Imaginei que sofria um acidente vascular cerebral isquêmico (AVCI), uma área específica de meu cérebro, incumbida em me dar equilíbrio, morria. Esse temor era influenciado por antigas reminiscências minhas.

homem se segura para não cair de prédio
James Stewart como o personagem Scottie no filme "Um Corpo que Cai" - Reprodução

Certa vez, havia socorrido uma mulher jovem que sofrera um AVCI enquanto ela treinava natação. Recordei-me de sua expressão assustada, da piora abrupta até a sonolência profunda enquanto era levada para o hospital. Felizmente, houve um final feliz, o tratamento foi adequado e ela conquistou excepcional recuperação. A jovem havia contado com um neurologista à beira da piscina, que talvez, tenha contribuído para sua melhora. Mas o doente da ocasião seria eu, o neurologista, que estaria cercado por palpiteiros atrapalhados. Antevi um monte de pessoas ao meu redor, jogando álcool em meus pulsos e me abanando, uma perda de tempo.

A ansiedade foi breve, pois a vertigem desapareceu e a piscina se acomodou em seu devido lugar. Meu raciocínio, também acomodado, trouxe a razão para eu entender o ocorrido. A tontura foi provocada pelo movimento brusco da virada, eu não sofria um AVCI. Horas depois fiz um teste em minha cama, para fins diagnósticos. Sentado sobre o leito, virei minha cabeça para o lado direito e deitei-me, e eis de novo as circunvoluções. Meu quarto rodava, mas desta vez foi divertido. Já sabia o que acontecia comigo. O meu problema era comum, de nome pomposo e muito autoexplicativo: vertigem paroxística posicional benigna (VPPB).

Dentro de cada um de nossos ouvidos há um precioso órgão, o labirinto. Essa delicada estrutura sinaliza para nossa consciência a posição de nossa cabeça em relação ao corpo e ao espaço. Sim, meu querido e desavisado leitor, para o cérebro não há nada óbvio. Se você sabe que sua cabeça está aí penduradinha acima do pescoço, inclinada ou não, é porque há sistemas neurais que avisam a sua consciência que assim está.

O labirinto faz parte de um desses sistemas. Em seu interior há um líquido, posicionado em diferentes compartimentos. Qualquer rotação da cabeça desloca o fluído diferentemente em cada um dos compartimentos. Células especiais sensíveis a mudanças hidrodinâmicas, transformam o mover do líquido em informações, e as encaminham a vários centros encefálicos. Inclusive, núcleos controladores de movimentos dos olhos. Assim, se o crânio se move para a esquerda, os olhos movem-se para a direita, na mesma velocidade, sem a interferência da consciência.
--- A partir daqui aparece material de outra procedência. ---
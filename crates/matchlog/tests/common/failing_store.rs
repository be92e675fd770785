//! Store double that fails on demand

use async_trait::async_trait;
use chrono::{DateTime, Utc};
use matchlog_storage::{
    AccoladeRecord, EventRecord, MatchBatch, MatchId, MatchRecord, MatchStore, PersistOutcome,
    PlayerArchive, PlayerSnapshot, PlayerStats, RoundRecord, Storage, StorageError,
};
use std::sync::atomic::{AtomicBool, AtomicU64, AtomicUsize, Ordering};
use std::sync::Arc;
use std::time::Duration;

/// Delegates to a real store; `persist_match` fails while failures are armed
pub struct FailingStore {
    inner: Arc<dyn Storage>,
    failures_left: AtomicUsize,
    persist_delay_ms: AtomicU64,
    healthy: AtomicBool,
    persist_calls: AtomicUsize,
}

impl FailingStore {
    pub fn new(inner: Arc<dyn Storage>) -> Self {
        Self {
            inner,
            failures_left: AtomicUsize::new(0),
            persist_delay_ms: AtomicU64::new(0),
            healthy: AtomicBool::new(true),
            persist_calls: AtomicUsize::new(0),
        }
    }

    /// Fail the next `n` persist calls
    pub fn fail_next(&self, n: usize) {
        self.failures_left.store(n, Ordering::SeqCst);
    }

    /// Stall every persist call before delegating
    pub fn delay_persist(&self, delay: Duration) {
        self.persist_delay_ms
            .store(delay.as_millis() as u64, Ordering::SeqCst);
    }

    pub fn set_healthy(&self, healthy: bool) {
        self.healthy.store(healthy, Ordering::SeqCst);
    }

    pub fn persist_calls(&self) -> usize {
        self.persist_calls.load(Ordering::SeqCst)
    }

    fn injected(what: &str) -> StorageError {
        StorageError::connection(
            format!("injected {what} failure"),
            std::io::Error::new(std::io::ErrorKind::ConnectionReset, "connection reset"),
        )
    }
}

#[async_trait]
impl MatchStore for FailingStore {
    async fn persist_match(&self, batch: MatchBatch) -> Result<PersistOutcome, StorageError> {
        self.persist_calls.fetch_add(1, Ordering::SeqCst);

        let delay = self.persist_delay_ms.load(Ordering::SeqCst);
        if delay > 0 {
            tokio::time::sleep(Duration::from_millis(delay)).await;
        }

        let armed = self
            .failures_left
            .fetch_update(Ordering::SeqCst, Ordering::SeqCst, |n| n.checked_sub(1))
            .is_ok();
        if armed {
            return Err(Self::injected("persist"));
        }
        self.inner.persist_match(batch).await
    }

    async fn find_duplicate(
        &self,
        ended_at: DateTime<Utc>,
        map: &str,
    ) -> Result<Option<MatchId>, StorageError> {
        self.inner.find_duplicate(ended_at, map).await
    }

    async fn get_match(&self, id: MatchId) -> Result<MatchRecord, StorageError> {
        self.inner.get_match(id).await
    }

    async fn list_matches(&self, limit: Option<u32>) -> Result<Vec<MatchRecord>, StorageError> {
        self.inner.list_matches(limit).await
    }

    async fn load_rounds(&self, id: MatchId) -> Result<Vec<RoundRecord>, StorageError> {
        self.inner.load_rounds(id).await
    }

    async fn load_events(&self, id: MatchId) -> Result<Vec<EventRecord>, StorageError> {
        self.inner.load_events(id).await
    }

    async fn load_accolades(&self, id: MatchId) -> Result<Vec<AccoladeRecord>, StorageError> {
        self.inner.load_accolades(id).await
    }

    async fn count_matches(&self) -> Result<i64, StorageError> {
        self.inner.count_matches().await
    }
}

#[async_trait]
impl PlayerArchive for FailingStore {
    async fn archive_player_snapshot(&self, snapshot: PlayerSnapshot) -> Result<(), StorageError> {
        self.inner.archive_player_snapshot(snapshot).await
    }

    async fn latest_snapshot(
        &self,
        player_id: &str,
    ) -> Result<Option<PlayerSnapshot>, StorageError> {
        self.inner.latest_snapshot(player_id).await
    }

    async fn player_history(
        &self,
        player_id: &str,
    ) -> Result<Vec<PlayerSnapshot>, StorageError> {
        self.inner.player_history(player_id).await
    }

    async fn leaderboard(&self, limit: Option<u32>) -> Result<Vec<PlayerStats>, StorageError> {
        self.inner.leaderboard(limit).await
    }
}

#[async_trait]
impl Storage for FailingStore {
    async fn initialize(&self) -> Result<(), StorageError> {
        self.inner.initialize().await
    }

    async fn health_check(&self) -> Result<(), StorageError> {
        if !self.healthy.load(Ordering::SeqCst) {
            return Err(Self::injected("health check"));
        }
        self.inner.health_check().await
    }

    async fn close(&self) -> Result<(), StorageError> {
        self.inner.close().await
    }
}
Esse aparato torna possível fixarmos nosso olhar em algo de interesse, mesmo que movamos rapidamente sobre terrenos muito irregulares.

Meu tombo de bicicleta cisalhou meu labirinto. Como consequência, formaram-se grumos de restos celulares em seus compartimentos. Esses se consolidaram em cálculos, que impediam o fluxo labiríntico. Assim, a rotação da minha cabeça desencadeava um balançar não harmônico de líquidos, em resposta, meus olhos moviam-se enquanto deveriam estar parados. O remelexo ocular perdurava até os líquidos voltarem ao repouso, mas enquanto se sacudiam, eu via o mundo sambando.

A razão de minha VPPB foi o acidente, mas os cálculos podem se formar por razões desconhecidas, aliás, é assim na maioria das vezes. Mas isso não importa para a cura. Quase sempre uma série de movimentos com a cabeça é suficiente para jogar os grumos para fora do labirinto, e acabar com o problema. Foi o que fiz e assim, tive a cura.

Este meu texto não é tão original assim. Outro neurologista já descrevera a própria VPPB, também após um acidente. Mas não param por aí minhas redundâncias. A minha experiência mostrou, mais uma vez, como uma informação sensorial enganosa, faz a mente se confundir e ter a impressão, e o apego ao absurdo —a piscina rodando. Sem deixar de demonstrar que frequentemente evocamos recordações inadequadas para o enfrentamento de circunstâncias incomuns, como eu ao pensar em AVC. São muito delicados os mecanismos cerebrais construtores do que acreditamos ser a realidade, uma construção rica, habitualmente precisa, mas às vezes, muito frágil.

Referência:
1. Mumford CJ. Post-traumatic benign paroxysmal positional vertigo. Pract Neurol. 2019 Aug;19(4):354–5.